====== EXTRACTED RECORDS ======
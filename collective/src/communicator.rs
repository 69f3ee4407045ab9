use std::num::NonZeroUsize;

use log::debug;
use tokio::sync::mpsc::{self, Receiver, Sender};

use crate::{CollectiveErr, Result, WorkerSet};

const LINK_CAPACITY: usize = 16;

/// The rank that combines the flags of an `agree` before broadcasting the verdict.
const REDUCE_ROOT: usize = 0;

/// What travels over a link between two ranks.
#[derive(Debug)]
enum Msg<T> {
    Block(Vec<T>),
    Flag(bool),
}

impl<T> Msg<T> {
    fn kind(&self) -> &'static str {
        match self {
            Msg::Block(_) => "Block",
            Msg::Flag(_) => "Flag",
        }
    }
}

/// Both directions of the point to point channel with a single peer.
#[derive(Debug)]
struct Link<T> {
    tx: Sender<Msg<T>>,
    rx: Receiver<Msg<T>>,
}

/// Creates a fully connected set of `size` workers.
///
/// Every pair of ranks shares a FIFO link in each direction, so the n-th message a rank
/// receives from a peer always belongs to the n-th collective both executed.
///
/// # Arguments
/// * `size` - The amount of workers in the set.
///
/// # Returns
/// One `Communicator` per rank, ordered by rank.
pub fn world<T: Send>(size: NonZeroUsize) -> Vec<Communicator<T>> {
    let size = size.get();

    let mut txs: Vec<Vec<Option<Sender<Msg<T>>>>> = (0..size)
        .map(|_| (0..size).map(|_| None).collect())
        .collect();
    let mut rxs: Vec<Vec<Option<Receiver<Msg<T>>>>> = (0..size)
        .map(|_| (0..size).map(|_| None).collect())
        .collect();

    for src in 0..size {
        for dst in (0..size).filter(|&dst| dst != src) {
            let (tx, rx) = mpsc::channel(LINK_CAPACITY);
            txs[src][dst] = Some(tx);
            rxs[dst][src] = Some(rx);
        }
    }

    txs.into_iter()
        .zip(rxs)
        .enumerate()
        .map(|(rank, (txs, rxs))| {
            let links = txs
                .into_iter()
                .zip(rxs)
                .map(|(tx, rx)| Some(Link { tx: tx?, rx: rx? }))
                .collect();

            Communicator { rank, size, links }
        })
        .collect()
}

/// One rank's handle to an in-process worker set built by `world`.
#[derive(Debug)]
pub struct Communicator<T> {
    rank: usize,
    size: usize,
    links: Vec<Option<Link<T>>>,
}

impl<T> Communicator<T> {
    fn check_origin(&self, origin: usize) -> Result<()> {
        if origin >= self.size {
            return Err(CollectiveErr::InvalidOrigin {
                origin,
                size: self.size,
            });
        }

        Ok(())
    }

    fn check_layout(&self, op: &'static str, full: usize, block: usize) -> Result<()> {
        if block.checked_mul(self.size) != Some(full) {
            return Err(CollectiveErr::LayoutMismatch {
                op,
                full,
                block,
                size: self.size,
            });
        }

        Ok(())
    }

    fn link(&mut self, peer: usize) -> Result<&mut Link<T>> {
        self.links
            .get_mut(peer)
            .and_then(Option::as_mut)
            .ok_or(CollectiveErr::Disconnected { peer })
    }

    async fn send(&mut self, peer: usize, msg: Msg<T>) -> Result<()> {
        self.link(peer)?
            .tx
            .send(msg)
            .await
            .map_err(|_| CollectiveErr::Disconnected { peer })
    }

    async fn recv(&mut self, peer: usize) -> Result<Msg<T>> {
        self.link(peer)?
            .rx
            .recv()
            .await
            .ok_or(CollectiveErr::Disconnected { peer })
    }

    async fn recv_block(&mut self, peer: usize, op: &'static str, expected: usize) -> Result<Vec<T>> {
        match self.recv(peer).await? {
            Msg::Block(data) if data.len() == expected => Ok(data),
            Msg::Block(data) => Err(CollectiveErr::BlockSizeMismatch {
                peer,
                got: data.len(),
                expected,
            }),
            other => Err(CollectiveErr::UnexpectedMessage {
                peer,
                op,
                got: other.kind(),
            }),
        }
    }

    async fn recv_flag(&mut self, peer: usize) -> Result<bool> {
        match self.recv(peer).await? {
            Msg::Flag(flag) => Ok(flag),
            other => Err(CollectiveErr::UnexpectedMessage {
                peer,
                op: "agree",
                got: other.kind(),
            }),
        }
    }
}

impl<T: Clone + Send + Sync + 'static> WorkerSet<T> for Communicator<T> {
    fn rank(&self) -> usize {
        self.rank
    }

    fn size(&self) -> usize {
        self.size
    }

    async fn scatter(&mut self, full: Option<&[T]>, block: &mut [T], origin: usize) -> Result<()> {
        self.check_origin(origin)?;
        let block_len = block.len();

        if self.rank != origin {
            let data = self.recv_block(origin, "scatter", block_len).await?;
            block.clone_from_slice(&data);
            return Ok(());
        }

        let full = full.ok_or(CollectiveErr::MissingBuffer {
            rank: self.rank,
            op: "scatter",
        })?;
        self.check_layout("scatter", full.len(), block_len)?;

        for peer in 0..self.size {
            let range = peer * block_len..(peer + 1) * block_len;

            if peer == self.rank {
                block.clone_from_slice(&full[range]);
            } else {
                self.send(peer, Msg::Block(full[range].to_vec())).await?;
            }
        }

        debug!("rank {origin} scattered {} blocks of {block_len}", self.size);
        Ok(())
    }

    async fn gather(&mut self, block: &[T], full: Option<&mut [T]>, origin: usize) -> Result<()> {
        self.check_origin(origin)?;
        let block_len = block.len();

        if self.rank != origin {
            return self.send(origin, Msg::Block(block.to_vec())).await;
        }

        let full = full.ok_or(CollectiveErr::MissingBuffer {
            rank: self.rank,
            op: "gather",
        })?;
        self.check_layout("gather", full.len(), block_len)?;

        for peer in 0..self.size {
            let range = peer * block_len..(peer + 1) * block_len;

            if peer == self.rank {
                full[range].clone_from_slice(block);
            } else {
                let data = self.recv_block(peer, "gather", block_len).await?;
                full[range].clone_from_slice(&data);
            }
        }

        debug!("rank {origin} gathered {} blocks of {block_len}", self.size);
        Ok(())
    }

    async fn agree(&mut self, local_ok: bool) -> Result<bool> {
        if self.rank != REDUCE_ROOT {
            self.send(REDUCE_ROOT, Msg::Flag(local_ok)).await?;
            return self.recv_flag(REDUCE_ROOT).await;
        }

        let mut ok = local_ok;
        for peer in 1..self.size {
            // Keep draining every flag so no peer is left with an unread message.
            ok &= self.recv_flag(peer).await?;
        }

        for peer in 1..self.size {
            self.send(peer, Msg::Flag(ok)).await?;
        }

        if !ok {
            debug!("worker set disagreed, {} ranks notified", self.size);
        }

        Ok(ok)
    }
}

#[cfg(test)]
mod tests {
    use super::*;

    fn world_of(size: usize) -> Vec<Communicator<f64>> {
        world(NonZeroUsize::new(size).unwrap())
    }

    #[test]
    fn mesh_links() {
        let comms = world_of(3);

        assert_eq!(comms.len(), 3);
        for (rank, comm) in comms.iter().enumerate() {
            assert_eq!(comm.rank(), rank);
            assert_eq!(comm.size(), 3);
            assert!(comm.links[rank].is_none());
            assert_eq!(comm.links.iter().filter(|l| l.is_some()).count(), 2);
        }
    }

    #[test]
    fn invalid_origin() {
        let comms = world_of(2);
        let err = comms[0].check_origin(2).unwrap_err();
        assert_eq!(err, CollectiveErr::InvalidOrigin { origin: 2, size: 2 });
    }

    #[test]
    fn layout() {
        let comms = world_of(4);
        assert!(comms[0].check_layout("scatter", 8, 2).is_ok());
        assert!(comms[0].check_layout("scatter", 0, 0).is_ok());
        assert!(comms[0].check_layout("scatter", 9, 2).is_err());
    }

    #[tokio::test]
    async fn single_rank() {
        let mut comm = world_of(1).pop().unwrap();
        let full = [1., 2., 3.];
        let mut block = [0.; 3];

        comm.scatter(Some(&full[..]), &mut block, 0).await.unwrap();
        assert_eq!(block, full);

        let mut out = [0.; 3];
        comm.gather(&block, Some(&mut out[..]), 0).await.unwrap();
        assert_eq!(out, full);

        assert!(comm.agree(true).await.unwrap());
        assert!(!comm.agree(false).await.unwrap());
    }

    #[tokio::test]
    async fn missing_buffer() {
        let mut comm = world_of(1).pop().unwrap();
        let mut block = [0.; 2];

        let err = comm.scatter(None, &mut block, 0).await.unwrap_err();
        assert_eq!(
            err,
            CollectiveErr::MissingBuffer {
                rank: 0,
                op: "scatter"
            }
        );
    }

    #[tokio::test]
    async fn disconnected_peer() {
        let mut comms = world_of(2);
        let mut second = comms.pop().unwrap();
        drop(comms);

        let mut block = [0.; 1];
        let err = second.scatter(None, &mut block, 0).await.unwrap_err();
        assert_eq!(err, CollectiveErr::Disconnected { peer: 0 });
    }
}
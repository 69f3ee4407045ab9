use std::{num::NonZeroUsize, ops::Range};

/// Partition of a vector of `order` elements in one contiguous, equal-sized block per worker.
#[derive(Debug, Clone, Copy, PartialEq, Eq)]
pub struct BlockLayout {
    order: usize,
    workers: NonZeroUsize,
    block_len: usize,
}

impl BlockLayout {
    /// Creates a new `BlockLayout`.
    ///
    /// # Arguments
    /// * `order` - The length of the full vector.
    /// * `workers` - The amount of workers sharing it.
    ///
    /// # Returns
    /// The layout, or the reason why `order` can't be split evenly.
    pub fn new(order: usize, workers: NonZeroUsize) -> Result<Self, String> {
        if order == 0 {
            return Err("vector order must be positive".to_string());
        }

        if order % workers != 0 {
            return Err(format!(
                "vector order {order} is not evenly divisible by {workers} workers"
            ));
        }

        Ok(Self {
            order,
            workers,
            block_len: order / workers,
        })
    }

    /// The length of the full vector.
    pub fn order(&self) -> usize {
        self.order
    }

    /// The amount of blocks.
    pub fn workers(&self) -> usize {
        self.workers.get()
    }

    /// The length of every block.
    pub fn block_len(&self) -> usize {
        self.block_len
    }

    /// Returns the positions of the full vector owned by `rank`.
    ///
    /// # Arguments
    /// * `rank` - A rank in `[0, workers)`.
    pub fn block_range(&self, rank: usize) -> Range<usize> {
        rank * self.block_len..(rank + 1) * self.block_len
    }

    /// Returns every block's range, ordered by rank.
    pub fn ranges(&self) -> impl Iterator<Item = Range<usize>> + '_ {
        (0..self.workers()).map(|rank| self.block_range(rank))
    }
}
======
WORK TO BE COMPLETED: From the entries, copy out each line containing the word "vector".

RESPONSE FOR THIS EXERCISE:
/// Partition of a vector of `order` elements in one contiguous, equal-sized block per worker.
    /// * `order` - The length of the full vector.
            return Err("vector order must be positive".to_string());
                "vector order {order} is not evenly divisible by {workers} workers"
    /// The length of the full vector.
    /// Returns the positions of the full vector owned by `rank`.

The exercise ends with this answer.